Emmanuel Mbella

Personal information
- Full name: Emmanuel Mbella
- Date of birth: 18 June 1992 (age 33)
- Place of birth: Edéa, Cameroon
- Height: 1.78 m (5 ft 10 in)
- Position(s): Winger

Youth career
- 0000: Les Mureaux
- 0000–2012: Monza

Senior career*
- Years: Team / Apps / (Gls)
- 2012: Gloria Buzau / 8 / (2)
- 2012–2014: Pandurii Târgu Jiu
- 2012–2013: → Botoșani (loan) / 11 / (2)
- 2013–2014: → Academica Clinceni (loan) / 14 / (0)
- 2014–2015: SVN Zweibrücken / 15 / (1)
- 2015–2017: Bylis Ballsh / 33 / (3)
- 2017–2018: Shkupi / 28 / (5)
- 2018: Gjilani / 6 / (0)
- 2018: Sileks / 16 / (1)
- 2019: Renova / 18 / (2)
- 2019–2020: Ermis Aradippou / 9 / (2)

Medal record
Botoșani
| Winner | Liga II | 2012–13 |

= Emmanuel Mbella =

Cameroonian footballer (born 1992)

Emmanuel Mbella (born 18 June 1992) is a Cameroonian professional footballer who plays as a winger for Macedonian club FK Renova.

==Club career==

===Bylis Ballsh===
On 9 August 2015. Mbella joined Albanian Superliga side Bylis Ballsh.

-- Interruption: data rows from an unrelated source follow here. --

use std::sync::Arc;

use chrono::NaiveTime;
use tracing::{debug, info};

use crate::config::Config;
use crate::equipment::resolve_equipped;
use crate::export::{Hireling, ItemExporter, ItemPayload, SyncRequest, build_sync_request, convert_mercenary};
use crate::game_data::GameData;
use crate::model::{Character, Item, SharedStashTab};
use crate::properties::PropertyRenderer;
use crate::stats::StatsCalculator;
use crate::translation::{Language, Translations};

use super::error::{CoreError, CoreErrorCode};
use super::types::DisplayStats;

/// Lookup tables and options shared by every session.
///
/// Built once at startup; sessions hold cheap clones of the tables.
#[derive(Debug, Clone)]
pub struct Engine {
    game_data: Arc<GameData>,
    translations: Arc<Translations>,
    config: Arc<Config>,
}

#[derive(Debug, Clone)]
pub struct Session {
    character: Character,
    shared_stash: Vec<SharedStashTab>,
    game_data: Arc<GameData>,
    translations: Arc<Translations>,
    config: Arc<Config>,
}

impl Engine {
    pub fn new(game_data: GameData, translations: Translations, config: Config) -> Self {
        Self {
            game_data: Arc::new(game_data),
            translations: Arc::new(translations),
            config: Arc::new(config),
        }
    }

    /// Built-in game data and an empty translation table for the configured
    /// language.
    pub fn with_config(config: Config) -> Result<Self, CoreError> {
        Self::from_sources::<&[u8]>(config, &[], &[])
    }

    /// Built-in game data merged with `game_data` documents, translations
    /// loaded from `translation_sources` in the configured language.
    ///
    /// An unsupported language code fails here, before any character is read.
    pub fn from_sources<B: AsRef<[u8]>>(
        config: Config,
        game_data: &[B],
        translation_sources: &[B],
    ) -> Result<Self, CoreError> {
        let mut data = GameData::builtin();
        for source in game_data {
            data = data.merged(GameData::from_json_slice(source.as_ref())?);
        }
        let translations = Translations::from_json_sources(
            &config.translation.language,
            config.translation.missing_key,
            translation_sources,
        )?;
        info!(
            language = %translations.language(),
            keys = translations.len(),
            runewords = data.runewords().len(),
            "engine ready"
        );
        Ok(Self::new(data, translations, config))
    }

    pub fn config(&self) -> &Config {
        &self.config
    }

    pub fn game_data(&self) -> &GameData {
        &self.game_data
    }

    pub fn translations(&self) -> &Translations {
        &self.translations
    }

    pub fn language(&self) -> Language {
        self.translations.language()
    }

    pub fn open_bytes<B: AsRef<[u8]>>(&self, bytes: B) -> Result<Session, CoreError> {
        let character: Character = serde_json::from_slice(bytes.as_ref()).map_err(|e| {
            CoreError::new(
                CoreErrorCode::Parse,
                format!("failed to parse character: {e}"),
            )
        })?;
        self.open_character(character)
    }

    pub fn open_character(&self, character: Character) -> Result<Session, CoreError> {
        character.validate()?;
        debug!(
            name = %character.name,
            class = %character.class,
            level = character.level,
            "opened character"
        );
        Ok(Session {
            character,
            shared_stash: Vec::new(),
            game_data: Arc::clone(&self.game_data),
            translations: Arc::clone(&self.translations),
            config: Arc::clone(&self.config),
        })
    }

    pub fn parse_shared_stash<B: AsRef<[u8]>>(bytes: B) -> Result<Vec<SharedStashTab>, CoreError> {
        serde_json::from_slice(bytes.as_ref()).map_err(|e| {
            CoreError::new(
                CoreErrorCode::Parse,
                format!("failed to parse shared stash: {e}"),
            )
        })
    }
}

impl Session {
    pub fn character(&self) -> &Character {
        &self.character
    }

    pub fn shared_stash(&self) -> &[SharedStashTab] {
        &self.shared_stash
    }

    pub fn config(&self) -> &Config {
        &self.config
    }

    /// Attach shared-stash tabs. Whether they count is decided by
    /// `stats.include_shared_stash`.
    pub fn with_shared_stash(mut self, tabs: Vec<SharedStashTab>) -> Self {
        self.shared_stash = tabs;
        self
    }

    pub fn display_stats(&self) -> DisplayStats {
        StatsCalculator::new(&self.game_data, &self.config.stats)
            .compute(&self.character, &self.shared_stash)
    }

    pub fn display_stats_at(&self, now: NaiveTime) -> DisplayStats {
        StatsCalculator::new(&self.game_data, &self.config.stats)
            .compute_at(&self.character, &self.shared_stash, now)
    }

    pub fn equipped_items(&self) -> Vec<&Item> {
        resolve_equipped(&self.character)
    }

    /// Rendered property lines for one item, at the character's level.
    pub fn item_properties(&self, item: &Item) -> Vec<String> {
        PropertyRenderer::new(&self.game_data, &self.translations)
            .item_properties(item, self.character.level)
    }

    pub fn item_payloads(&self, equipment_only: bool) -> Vec<ItemPayload> {
        self.exporter()
            .convert_items(&self.character.items, equipment_only, false, self.character.level)
    }

    pub fn hireling(&self) -> Option<Hireling> {
        let exporter = self.exporter();
        let difficulty = self.character.current_difficulty();
        self.character
            .mercenary
            .as_ref()
            .map(|mercenary| convert_mercenary(mercenary, difficulty, &self.translations, &exporter))
    }

    pub fn sync_request(&self) -> SyncRequest {
        let stats = self.display_stats();
        build_sync_request(
            &self.character,
            &stats,
            &self.translations,
            &self.exporter(),
            &self.config.sync,
            self.config.export.equipment_only,
        )
    }

    fn exporter(&self) -> ItemExporter<'_> {
        ItemExporter::new(&self.game_data, &self.translations, &self.config.export)
    }
}

#[cfg(test)]
mod tests {
    use super::*;

    #[test]
    fn malformed_character_is_a_parse_error() {
        let engine = Engine::with_config(Config::default()).expect("default engine");
        let err = engine
            .open_bytes(br#"{"name": "Trunc"#)
            .expect_err("truncated json should fail");
        assert_eq!(err.code, CoreErrorCode::Parse);
    }

    #[test]
    fn invalid_level_is_a_validation_error() {
        let engine = Engine::with_config(Config::default()).expect("default engine");
        let err = engine
            .open_bytes(br#"{"name": "Zero", "class": "Amazon", "level": 0}"#)
            .expect_err("level 0 should fail");
        assert_eq!(err.code, CoreErrorCode::Validation);
    }

    #[test]
    fn unsupported_language_fails_at_startup() {
        let mut config = Config::default();
        config.translation.language = "xxXX".to_string();
        let err = Engine::with_config(config).expect_err("unknown language should fail");
        assert_eq!(err.code, CoreErrorCode::UnsupportedLanguage);
    }

    #[test]
    fn shared_stash_parses_tab_list() {
        let tabs = Engine::parse_shared_stash(br#"[{"gold": 100, "items": []}, {"gold": 5}]"#)
            .expect("stash should parse");
        assert_eq!(tabs.len(), 2);
        assert_eq!(tabs[1].gold, 5);
    }
}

On 30 August 2015, he making his debut in a 0–2 home defeat against Tërbuni Pukë after being named in the starting line-up.

===Shkupi===
On 23 March 2017, FIFA gives permission Mbella to play for Macedonian First Football League side Shkupi. On 2 April 2017, he making his debut in a 1–0 home win against Pelister after being named in the starting line-up.

===Gjilani===
On 26 January 2018, Mbella joined Football Superleague of Kosovo side Gjilani.

===Sileks===
On 7 June 2018, after just 5 months spent at Gjilani, Mbella returned to Macedonian Superleague and joined Sileks.

===Ermis Aradippou===
In June 2019, Mbella moved to Cyprus to join Ermis Aradippou FC. He signed a one-year deal.